→ **WORK REQUEST**
Each line in the entries below that holds the word "expected" belongs in the answer.

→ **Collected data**
● ● ● ● ●

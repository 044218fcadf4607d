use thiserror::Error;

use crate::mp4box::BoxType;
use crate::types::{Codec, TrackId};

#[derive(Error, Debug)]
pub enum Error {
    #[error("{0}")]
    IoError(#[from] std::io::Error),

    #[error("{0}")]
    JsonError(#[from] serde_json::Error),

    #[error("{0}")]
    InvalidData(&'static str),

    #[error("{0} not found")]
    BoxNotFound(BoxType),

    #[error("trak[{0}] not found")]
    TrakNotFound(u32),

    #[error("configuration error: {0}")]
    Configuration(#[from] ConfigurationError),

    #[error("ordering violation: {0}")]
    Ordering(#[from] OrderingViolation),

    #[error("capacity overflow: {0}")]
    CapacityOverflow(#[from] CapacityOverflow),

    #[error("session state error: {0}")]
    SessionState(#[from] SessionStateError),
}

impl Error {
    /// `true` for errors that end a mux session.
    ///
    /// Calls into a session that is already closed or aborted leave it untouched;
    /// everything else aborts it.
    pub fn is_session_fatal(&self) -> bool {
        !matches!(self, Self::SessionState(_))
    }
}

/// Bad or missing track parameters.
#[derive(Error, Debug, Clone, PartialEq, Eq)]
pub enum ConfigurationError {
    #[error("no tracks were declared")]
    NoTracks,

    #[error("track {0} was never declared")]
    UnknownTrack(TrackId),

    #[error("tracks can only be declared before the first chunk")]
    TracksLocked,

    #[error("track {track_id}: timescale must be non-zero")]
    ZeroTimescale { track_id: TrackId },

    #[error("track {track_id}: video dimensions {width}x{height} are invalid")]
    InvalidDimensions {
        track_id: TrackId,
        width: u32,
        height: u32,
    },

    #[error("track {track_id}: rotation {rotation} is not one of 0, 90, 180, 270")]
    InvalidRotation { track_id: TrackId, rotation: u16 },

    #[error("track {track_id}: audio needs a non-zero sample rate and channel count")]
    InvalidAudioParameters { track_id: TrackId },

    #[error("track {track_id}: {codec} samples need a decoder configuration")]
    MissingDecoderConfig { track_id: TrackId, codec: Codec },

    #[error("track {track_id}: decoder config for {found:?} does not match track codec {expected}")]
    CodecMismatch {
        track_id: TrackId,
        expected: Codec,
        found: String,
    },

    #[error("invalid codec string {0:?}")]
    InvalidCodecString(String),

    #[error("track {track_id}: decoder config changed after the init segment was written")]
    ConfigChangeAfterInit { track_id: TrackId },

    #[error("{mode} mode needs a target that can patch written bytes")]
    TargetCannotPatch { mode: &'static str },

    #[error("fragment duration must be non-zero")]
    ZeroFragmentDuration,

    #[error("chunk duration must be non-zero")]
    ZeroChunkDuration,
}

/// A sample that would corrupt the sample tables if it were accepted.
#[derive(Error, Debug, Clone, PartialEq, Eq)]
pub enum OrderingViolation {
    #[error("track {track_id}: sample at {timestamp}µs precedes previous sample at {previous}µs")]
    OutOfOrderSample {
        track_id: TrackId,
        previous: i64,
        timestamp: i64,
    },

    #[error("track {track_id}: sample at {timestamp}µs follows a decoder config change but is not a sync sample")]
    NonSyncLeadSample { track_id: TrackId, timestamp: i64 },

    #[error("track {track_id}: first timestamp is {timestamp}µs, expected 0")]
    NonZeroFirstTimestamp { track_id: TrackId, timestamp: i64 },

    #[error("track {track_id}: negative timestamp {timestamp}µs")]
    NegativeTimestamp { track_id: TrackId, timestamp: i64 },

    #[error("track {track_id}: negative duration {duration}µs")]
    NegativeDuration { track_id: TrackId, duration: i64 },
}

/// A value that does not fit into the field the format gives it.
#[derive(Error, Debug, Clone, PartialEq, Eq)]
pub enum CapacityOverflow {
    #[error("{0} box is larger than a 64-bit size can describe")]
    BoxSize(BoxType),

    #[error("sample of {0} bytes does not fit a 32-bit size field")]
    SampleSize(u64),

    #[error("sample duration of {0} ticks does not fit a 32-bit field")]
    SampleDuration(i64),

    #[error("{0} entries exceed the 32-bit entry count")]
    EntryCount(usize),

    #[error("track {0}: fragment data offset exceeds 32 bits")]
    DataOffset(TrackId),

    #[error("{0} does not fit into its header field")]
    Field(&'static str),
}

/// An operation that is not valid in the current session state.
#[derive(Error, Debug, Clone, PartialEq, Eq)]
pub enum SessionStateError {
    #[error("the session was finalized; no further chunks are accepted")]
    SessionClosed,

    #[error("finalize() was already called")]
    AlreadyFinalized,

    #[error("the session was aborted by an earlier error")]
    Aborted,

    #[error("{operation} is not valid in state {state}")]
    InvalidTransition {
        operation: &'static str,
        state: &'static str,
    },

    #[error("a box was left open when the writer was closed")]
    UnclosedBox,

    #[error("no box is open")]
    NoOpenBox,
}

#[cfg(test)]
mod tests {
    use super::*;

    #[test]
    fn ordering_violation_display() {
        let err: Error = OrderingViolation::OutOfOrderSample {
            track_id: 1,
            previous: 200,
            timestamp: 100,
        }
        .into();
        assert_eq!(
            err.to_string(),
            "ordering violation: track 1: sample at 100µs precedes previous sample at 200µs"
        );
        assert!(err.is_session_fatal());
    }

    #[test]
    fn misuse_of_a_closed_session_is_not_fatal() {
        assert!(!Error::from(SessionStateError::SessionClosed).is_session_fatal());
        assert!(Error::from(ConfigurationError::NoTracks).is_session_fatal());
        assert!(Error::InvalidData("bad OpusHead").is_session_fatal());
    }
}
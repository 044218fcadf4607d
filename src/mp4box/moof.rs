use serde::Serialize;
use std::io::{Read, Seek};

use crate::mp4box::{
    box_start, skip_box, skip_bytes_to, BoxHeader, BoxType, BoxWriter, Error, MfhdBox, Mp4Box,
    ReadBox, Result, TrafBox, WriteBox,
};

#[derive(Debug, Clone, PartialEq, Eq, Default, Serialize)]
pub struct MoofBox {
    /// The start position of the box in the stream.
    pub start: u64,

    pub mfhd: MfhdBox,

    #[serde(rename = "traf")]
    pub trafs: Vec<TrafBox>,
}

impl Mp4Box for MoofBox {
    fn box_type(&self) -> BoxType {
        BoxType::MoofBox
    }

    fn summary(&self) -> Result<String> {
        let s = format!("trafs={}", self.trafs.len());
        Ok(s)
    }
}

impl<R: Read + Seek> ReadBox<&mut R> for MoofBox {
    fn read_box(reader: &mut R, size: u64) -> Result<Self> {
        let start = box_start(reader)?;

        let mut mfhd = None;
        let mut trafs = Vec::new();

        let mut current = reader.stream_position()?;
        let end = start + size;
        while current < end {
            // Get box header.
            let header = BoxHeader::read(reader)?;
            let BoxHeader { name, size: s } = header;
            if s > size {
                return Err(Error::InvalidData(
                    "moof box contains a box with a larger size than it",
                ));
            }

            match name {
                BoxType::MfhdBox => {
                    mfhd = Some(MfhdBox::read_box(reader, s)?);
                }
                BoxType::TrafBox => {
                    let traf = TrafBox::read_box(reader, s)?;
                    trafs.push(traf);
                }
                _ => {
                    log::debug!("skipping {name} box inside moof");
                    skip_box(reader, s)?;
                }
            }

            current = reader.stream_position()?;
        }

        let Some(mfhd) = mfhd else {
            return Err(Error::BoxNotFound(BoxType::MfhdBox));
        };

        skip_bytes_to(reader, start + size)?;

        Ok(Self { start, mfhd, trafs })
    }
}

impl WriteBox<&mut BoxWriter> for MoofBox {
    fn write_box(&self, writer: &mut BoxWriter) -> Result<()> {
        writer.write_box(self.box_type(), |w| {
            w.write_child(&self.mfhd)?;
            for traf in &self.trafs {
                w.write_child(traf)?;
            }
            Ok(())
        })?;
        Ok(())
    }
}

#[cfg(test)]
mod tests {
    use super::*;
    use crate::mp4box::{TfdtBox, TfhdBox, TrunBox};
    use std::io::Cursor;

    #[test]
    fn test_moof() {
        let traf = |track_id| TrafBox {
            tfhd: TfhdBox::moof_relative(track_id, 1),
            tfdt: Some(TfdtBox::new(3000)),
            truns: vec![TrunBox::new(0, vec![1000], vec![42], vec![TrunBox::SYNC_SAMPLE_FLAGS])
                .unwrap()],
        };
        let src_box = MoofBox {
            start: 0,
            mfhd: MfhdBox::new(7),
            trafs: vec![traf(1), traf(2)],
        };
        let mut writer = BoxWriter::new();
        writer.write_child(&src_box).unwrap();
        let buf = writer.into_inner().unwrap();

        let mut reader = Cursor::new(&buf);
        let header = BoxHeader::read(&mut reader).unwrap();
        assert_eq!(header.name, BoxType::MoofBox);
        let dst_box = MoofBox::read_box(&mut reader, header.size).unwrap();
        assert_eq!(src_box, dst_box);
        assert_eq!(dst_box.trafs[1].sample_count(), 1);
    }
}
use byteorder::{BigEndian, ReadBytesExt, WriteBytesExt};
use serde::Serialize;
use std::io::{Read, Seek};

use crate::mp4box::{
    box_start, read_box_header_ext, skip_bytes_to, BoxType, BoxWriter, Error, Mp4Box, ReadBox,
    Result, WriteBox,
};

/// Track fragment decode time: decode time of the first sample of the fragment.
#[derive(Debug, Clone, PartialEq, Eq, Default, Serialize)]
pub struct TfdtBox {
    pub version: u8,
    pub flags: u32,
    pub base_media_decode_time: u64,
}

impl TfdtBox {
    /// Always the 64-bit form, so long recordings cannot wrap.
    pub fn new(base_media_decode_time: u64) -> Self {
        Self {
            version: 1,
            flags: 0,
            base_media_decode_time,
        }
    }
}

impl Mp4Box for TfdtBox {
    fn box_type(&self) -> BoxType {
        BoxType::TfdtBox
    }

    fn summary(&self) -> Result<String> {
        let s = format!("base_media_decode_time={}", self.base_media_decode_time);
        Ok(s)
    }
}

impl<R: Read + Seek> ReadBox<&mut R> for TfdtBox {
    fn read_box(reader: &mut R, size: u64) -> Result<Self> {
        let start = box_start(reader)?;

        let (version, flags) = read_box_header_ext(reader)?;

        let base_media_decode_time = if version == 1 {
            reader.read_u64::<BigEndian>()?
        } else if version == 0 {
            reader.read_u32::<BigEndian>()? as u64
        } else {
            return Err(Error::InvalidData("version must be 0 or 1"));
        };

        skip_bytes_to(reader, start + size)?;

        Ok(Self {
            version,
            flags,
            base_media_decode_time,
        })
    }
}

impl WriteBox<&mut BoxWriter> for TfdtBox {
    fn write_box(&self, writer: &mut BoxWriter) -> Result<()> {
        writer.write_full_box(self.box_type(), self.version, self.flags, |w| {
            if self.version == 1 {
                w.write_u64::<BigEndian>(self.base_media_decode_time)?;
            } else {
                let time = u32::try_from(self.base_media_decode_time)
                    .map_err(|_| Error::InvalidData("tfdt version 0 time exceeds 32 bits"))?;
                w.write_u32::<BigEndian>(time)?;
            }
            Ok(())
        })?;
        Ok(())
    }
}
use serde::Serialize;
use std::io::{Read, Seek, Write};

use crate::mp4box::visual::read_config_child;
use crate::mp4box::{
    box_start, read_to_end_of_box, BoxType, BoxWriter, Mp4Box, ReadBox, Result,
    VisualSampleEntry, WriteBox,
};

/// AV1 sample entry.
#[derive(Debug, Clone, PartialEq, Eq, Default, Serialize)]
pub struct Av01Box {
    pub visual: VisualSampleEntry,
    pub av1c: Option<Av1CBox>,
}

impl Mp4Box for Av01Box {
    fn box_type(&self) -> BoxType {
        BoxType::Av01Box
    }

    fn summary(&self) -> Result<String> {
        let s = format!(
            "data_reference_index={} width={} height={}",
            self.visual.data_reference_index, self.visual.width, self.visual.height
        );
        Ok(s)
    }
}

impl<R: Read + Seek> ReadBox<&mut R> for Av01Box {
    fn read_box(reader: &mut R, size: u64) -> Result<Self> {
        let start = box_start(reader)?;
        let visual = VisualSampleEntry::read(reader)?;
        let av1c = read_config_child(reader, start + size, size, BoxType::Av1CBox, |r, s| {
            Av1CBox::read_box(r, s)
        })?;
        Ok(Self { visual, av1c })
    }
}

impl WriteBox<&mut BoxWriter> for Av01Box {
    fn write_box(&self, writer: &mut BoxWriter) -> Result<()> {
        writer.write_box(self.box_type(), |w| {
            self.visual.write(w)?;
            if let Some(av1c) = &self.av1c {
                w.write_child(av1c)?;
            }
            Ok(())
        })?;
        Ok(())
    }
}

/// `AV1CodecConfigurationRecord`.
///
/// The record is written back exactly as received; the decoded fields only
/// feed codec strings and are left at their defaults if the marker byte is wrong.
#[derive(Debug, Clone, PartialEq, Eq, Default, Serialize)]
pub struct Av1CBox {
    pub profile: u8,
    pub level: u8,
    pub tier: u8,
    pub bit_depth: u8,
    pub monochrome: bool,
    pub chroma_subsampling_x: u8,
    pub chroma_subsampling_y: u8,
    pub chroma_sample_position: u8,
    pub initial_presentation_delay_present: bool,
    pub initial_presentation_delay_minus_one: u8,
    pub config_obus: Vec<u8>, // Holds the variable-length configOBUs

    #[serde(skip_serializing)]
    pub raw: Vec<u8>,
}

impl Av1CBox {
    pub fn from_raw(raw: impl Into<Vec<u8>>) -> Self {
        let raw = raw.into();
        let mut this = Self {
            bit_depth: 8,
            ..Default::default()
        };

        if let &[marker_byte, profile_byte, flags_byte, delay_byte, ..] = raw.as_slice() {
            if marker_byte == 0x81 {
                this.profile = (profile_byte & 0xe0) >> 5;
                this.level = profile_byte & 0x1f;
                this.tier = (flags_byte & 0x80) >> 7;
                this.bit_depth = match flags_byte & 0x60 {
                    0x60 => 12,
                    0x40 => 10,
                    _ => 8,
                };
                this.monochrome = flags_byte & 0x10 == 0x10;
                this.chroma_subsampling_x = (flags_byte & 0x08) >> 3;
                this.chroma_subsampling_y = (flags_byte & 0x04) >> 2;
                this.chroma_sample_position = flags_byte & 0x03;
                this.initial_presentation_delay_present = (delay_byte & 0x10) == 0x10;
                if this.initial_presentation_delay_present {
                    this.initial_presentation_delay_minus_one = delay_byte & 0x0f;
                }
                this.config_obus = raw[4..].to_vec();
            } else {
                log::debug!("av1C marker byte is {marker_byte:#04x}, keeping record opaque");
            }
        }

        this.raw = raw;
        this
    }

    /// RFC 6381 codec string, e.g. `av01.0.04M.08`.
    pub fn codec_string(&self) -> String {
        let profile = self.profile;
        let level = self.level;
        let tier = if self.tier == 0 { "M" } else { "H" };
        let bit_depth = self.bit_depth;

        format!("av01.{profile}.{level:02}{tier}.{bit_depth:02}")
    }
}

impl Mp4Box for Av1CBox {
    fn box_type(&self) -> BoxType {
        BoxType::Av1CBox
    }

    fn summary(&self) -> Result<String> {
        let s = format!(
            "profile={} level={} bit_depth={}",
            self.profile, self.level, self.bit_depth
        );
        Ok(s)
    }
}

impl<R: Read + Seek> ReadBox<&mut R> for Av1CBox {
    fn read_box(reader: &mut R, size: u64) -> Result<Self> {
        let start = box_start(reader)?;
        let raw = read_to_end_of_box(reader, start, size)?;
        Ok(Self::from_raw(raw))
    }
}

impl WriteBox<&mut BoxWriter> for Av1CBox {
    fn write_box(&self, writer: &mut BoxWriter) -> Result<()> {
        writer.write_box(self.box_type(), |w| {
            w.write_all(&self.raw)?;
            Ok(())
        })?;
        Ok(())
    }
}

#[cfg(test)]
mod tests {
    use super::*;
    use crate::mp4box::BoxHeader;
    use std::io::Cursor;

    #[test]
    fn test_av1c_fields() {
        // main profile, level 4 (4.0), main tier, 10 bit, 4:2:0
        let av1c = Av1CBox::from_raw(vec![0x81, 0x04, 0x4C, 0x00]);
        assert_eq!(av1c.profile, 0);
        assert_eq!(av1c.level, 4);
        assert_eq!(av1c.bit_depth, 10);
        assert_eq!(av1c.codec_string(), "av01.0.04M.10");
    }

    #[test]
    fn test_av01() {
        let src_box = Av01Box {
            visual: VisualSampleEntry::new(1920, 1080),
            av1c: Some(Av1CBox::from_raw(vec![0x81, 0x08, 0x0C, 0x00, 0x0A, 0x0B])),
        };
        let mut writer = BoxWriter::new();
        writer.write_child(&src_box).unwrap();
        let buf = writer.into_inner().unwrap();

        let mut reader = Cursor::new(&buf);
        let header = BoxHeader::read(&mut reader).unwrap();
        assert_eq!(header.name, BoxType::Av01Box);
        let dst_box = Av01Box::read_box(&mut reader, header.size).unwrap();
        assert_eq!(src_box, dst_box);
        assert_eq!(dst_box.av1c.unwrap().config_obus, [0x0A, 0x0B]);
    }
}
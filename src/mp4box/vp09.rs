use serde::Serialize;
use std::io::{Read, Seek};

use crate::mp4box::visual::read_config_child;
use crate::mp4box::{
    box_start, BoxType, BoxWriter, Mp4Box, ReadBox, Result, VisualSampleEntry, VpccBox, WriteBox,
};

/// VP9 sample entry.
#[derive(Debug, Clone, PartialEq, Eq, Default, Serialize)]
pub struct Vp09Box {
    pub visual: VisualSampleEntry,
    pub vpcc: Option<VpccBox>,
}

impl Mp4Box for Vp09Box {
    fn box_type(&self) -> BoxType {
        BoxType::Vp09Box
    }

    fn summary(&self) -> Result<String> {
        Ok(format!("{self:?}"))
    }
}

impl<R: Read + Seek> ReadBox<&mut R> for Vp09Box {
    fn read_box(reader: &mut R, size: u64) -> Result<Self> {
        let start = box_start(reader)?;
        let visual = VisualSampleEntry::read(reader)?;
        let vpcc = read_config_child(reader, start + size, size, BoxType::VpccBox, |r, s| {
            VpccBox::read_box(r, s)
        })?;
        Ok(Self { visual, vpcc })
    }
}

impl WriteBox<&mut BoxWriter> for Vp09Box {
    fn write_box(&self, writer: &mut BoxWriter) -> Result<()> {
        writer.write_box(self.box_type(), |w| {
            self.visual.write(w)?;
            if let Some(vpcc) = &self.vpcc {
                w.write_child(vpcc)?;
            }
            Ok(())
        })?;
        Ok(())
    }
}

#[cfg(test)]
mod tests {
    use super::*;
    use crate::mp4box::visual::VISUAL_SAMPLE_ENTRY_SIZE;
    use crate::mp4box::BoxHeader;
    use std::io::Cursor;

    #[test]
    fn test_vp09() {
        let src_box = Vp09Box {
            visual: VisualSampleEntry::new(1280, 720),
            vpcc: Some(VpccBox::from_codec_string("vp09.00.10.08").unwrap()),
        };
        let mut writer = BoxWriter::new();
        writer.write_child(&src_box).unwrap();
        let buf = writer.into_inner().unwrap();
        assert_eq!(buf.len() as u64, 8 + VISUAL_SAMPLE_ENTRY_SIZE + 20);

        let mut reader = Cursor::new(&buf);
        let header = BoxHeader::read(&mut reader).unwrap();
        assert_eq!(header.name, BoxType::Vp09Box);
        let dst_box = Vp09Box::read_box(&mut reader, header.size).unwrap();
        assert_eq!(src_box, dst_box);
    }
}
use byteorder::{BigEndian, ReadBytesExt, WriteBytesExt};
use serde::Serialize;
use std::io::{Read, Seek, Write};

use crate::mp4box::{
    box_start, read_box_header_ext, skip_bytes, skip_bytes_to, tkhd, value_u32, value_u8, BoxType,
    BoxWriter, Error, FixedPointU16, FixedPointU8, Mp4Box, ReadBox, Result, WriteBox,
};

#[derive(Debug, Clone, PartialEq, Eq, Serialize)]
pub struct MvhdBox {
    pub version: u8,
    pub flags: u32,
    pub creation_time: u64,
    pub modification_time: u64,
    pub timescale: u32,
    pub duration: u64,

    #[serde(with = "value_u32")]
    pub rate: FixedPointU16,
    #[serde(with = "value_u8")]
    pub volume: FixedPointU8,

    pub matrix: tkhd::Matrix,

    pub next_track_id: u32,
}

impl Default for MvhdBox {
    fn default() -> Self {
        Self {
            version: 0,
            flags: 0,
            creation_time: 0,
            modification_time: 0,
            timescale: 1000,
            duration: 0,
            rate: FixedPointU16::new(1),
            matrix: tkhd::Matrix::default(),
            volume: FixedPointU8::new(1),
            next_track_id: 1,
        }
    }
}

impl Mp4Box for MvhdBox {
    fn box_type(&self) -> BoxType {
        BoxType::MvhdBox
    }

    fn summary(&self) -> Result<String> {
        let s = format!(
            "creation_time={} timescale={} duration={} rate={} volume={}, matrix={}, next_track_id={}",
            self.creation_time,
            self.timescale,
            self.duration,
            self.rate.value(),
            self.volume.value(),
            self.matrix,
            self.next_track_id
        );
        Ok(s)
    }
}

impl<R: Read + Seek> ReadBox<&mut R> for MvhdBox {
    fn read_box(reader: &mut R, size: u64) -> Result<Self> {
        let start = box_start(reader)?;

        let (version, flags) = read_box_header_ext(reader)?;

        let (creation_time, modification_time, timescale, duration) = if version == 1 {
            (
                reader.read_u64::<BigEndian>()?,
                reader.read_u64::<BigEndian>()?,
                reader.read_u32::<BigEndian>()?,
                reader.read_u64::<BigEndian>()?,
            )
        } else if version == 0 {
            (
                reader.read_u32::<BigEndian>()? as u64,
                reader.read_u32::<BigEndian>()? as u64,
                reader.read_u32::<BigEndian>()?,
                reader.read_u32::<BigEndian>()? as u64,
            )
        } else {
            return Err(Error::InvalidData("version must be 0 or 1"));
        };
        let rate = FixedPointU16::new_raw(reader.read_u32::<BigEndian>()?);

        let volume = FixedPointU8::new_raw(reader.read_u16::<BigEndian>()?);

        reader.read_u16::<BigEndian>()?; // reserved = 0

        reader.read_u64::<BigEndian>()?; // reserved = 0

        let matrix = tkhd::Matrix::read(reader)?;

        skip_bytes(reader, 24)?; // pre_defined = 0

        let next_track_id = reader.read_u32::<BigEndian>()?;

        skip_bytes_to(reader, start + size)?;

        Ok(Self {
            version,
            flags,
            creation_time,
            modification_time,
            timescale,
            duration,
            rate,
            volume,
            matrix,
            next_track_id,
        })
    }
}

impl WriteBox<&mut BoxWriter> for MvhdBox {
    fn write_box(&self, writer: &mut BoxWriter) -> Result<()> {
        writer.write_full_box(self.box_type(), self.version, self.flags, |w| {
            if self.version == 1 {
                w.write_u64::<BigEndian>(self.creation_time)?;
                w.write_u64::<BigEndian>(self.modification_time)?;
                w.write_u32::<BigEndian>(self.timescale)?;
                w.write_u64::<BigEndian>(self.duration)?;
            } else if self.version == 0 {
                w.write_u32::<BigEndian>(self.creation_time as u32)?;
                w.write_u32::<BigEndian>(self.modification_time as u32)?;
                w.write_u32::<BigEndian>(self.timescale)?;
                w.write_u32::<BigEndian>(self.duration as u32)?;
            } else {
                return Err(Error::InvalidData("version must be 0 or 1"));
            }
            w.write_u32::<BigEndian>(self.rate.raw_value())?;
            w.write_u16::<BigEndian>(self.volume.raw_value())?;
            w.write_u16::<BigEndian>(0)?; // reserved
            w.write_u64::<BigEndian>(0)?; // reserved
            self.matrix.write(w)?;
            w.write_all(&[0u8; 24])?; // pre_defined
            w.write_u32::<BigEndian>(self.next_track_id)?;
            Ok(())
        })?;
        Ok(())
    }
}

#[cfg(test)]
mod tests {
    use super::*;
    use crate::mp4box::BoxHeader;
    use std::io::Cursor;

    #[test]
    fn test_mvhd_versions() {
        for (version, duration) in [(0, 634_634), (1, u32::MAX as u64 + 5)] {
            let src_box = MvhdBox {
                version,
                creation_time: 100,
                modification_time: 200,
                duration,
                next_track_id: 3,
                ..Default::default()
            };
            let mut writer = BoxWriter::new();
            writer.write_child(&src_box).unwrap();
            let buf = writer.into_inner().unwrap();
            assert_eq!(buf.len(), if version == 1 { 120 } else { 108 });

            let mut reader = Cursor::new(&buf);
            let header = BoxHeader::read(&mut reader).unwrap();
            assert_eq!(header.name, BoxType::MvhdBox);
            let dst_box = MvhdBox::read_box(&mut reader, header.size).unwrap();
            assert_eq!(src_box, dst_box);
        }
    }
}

● ● ● ● ●

→ **OUTPUT OF THE TASK**
    #[error("track {track_id}: decoder config for {found:?} does not match track codec {expected}")]
        expected: Codec,
    #[error("track {track_id}: first timestamp is {timestamp}µs, expected 0")]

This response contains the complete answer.